A medical mix-up is annoying fans of the dystopian Netflix anthology series "Black Mirror" this season.
The "Arkangel" episode, directed by Jodie Foster, depicts the ultimate helicopter parent, Marie, who implants a chip in her daughter Sara's brain to monitor her whereabouts, bodily functions and even what she sees.
During Sara's teen years, Marie learns her daughter is pregnant and sneaks an emergency contraceptive pill into her morning smoothie in an attempt to terminate the pregnancy. Sara only learns what her mother has done after she becomes sick at school.
The problem? That's not how emergency contraception works.
According to Planned Parenthood, emergency contraceptives like the morning-after pill prevent ovulation and don't induce an abortion.

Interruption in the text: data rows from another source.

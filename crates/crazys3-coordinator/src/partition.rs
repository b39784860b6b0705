//! Assignment of work items to workers.

/// Index of the worker that receives the item with `sequence_id`.
///
/// `workers` must be non-zero; the coordinator refuses to start without
/// workers.
pub fn partition(sequence_id: u64, workers: usize) -> usize {
    (sequence_id % workers as u64) as usize
}

#[cfg(test)]
mod tests {
    use super::*;
    use proptest::prelude::*;

    #[test]
    fn test_round_robin_from_one() {
        let assigned: Vec<usize> = (1..=8).map(|seq| partition(seq, 4)).collect();
        assert_eq!(assigned, vec![1, 2, 3, 0, 1, 2, 3, 0]);
    }

    #[test]
    fn test_single_worker_gets_everything() {
        assert!((1..100).all(|seq| partition(seq, 1) == 0));
    }

    proptest! {
        #[test]
        fn prop_partition_in_range(seq in any::<u64>(), workers in 1usize..64) {
            prop_assert!(partition(seq, workers) < workers);
        }

        #[test]
        fn prop_loads_differ_by_at_most_one(n in 0u64..2000, workers in 1usize..16) {
            let mut loads = vec![0u64; workers];
            for seq in 1..=n {
                loads[partition(seq, workers)] += 1;
            }
            let max = *loads.iter().max().unwrap();
            let min = *loads.iter().min().unwrap();
            prop_assert!(max - min <= 1);
            prop_assert_eq!(loads.iter().sum::<u64>(), n);
        }
    }
}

"The morning-after pill is NOT the same thing as the abortion pill (also called medication abortion or RU-486). The morning-after pill doesn't cause an abortion. It won't work if you're already pregnant, and it won't harm an existing pregnancy," reads the Planned Parenthood's website.
For some viewers, the mistake was a big deal.
"Emergency contraception does not cause abortion. Plain and simple. The 'Black Mirror' depiction is medically inaccurate and irresponsible," tweeted Dr. Daniel Grossman, director of Advancing New Standards in Reproductive Health at the University of California at San Francisco.
"What's unfortunate about this particular mass flub is that their misconception mirrors the misconception contraception opponents rely on to justify restricting women's access to reproductive options," journalist Erin Gloria Ryan wrote in the Daily Beast.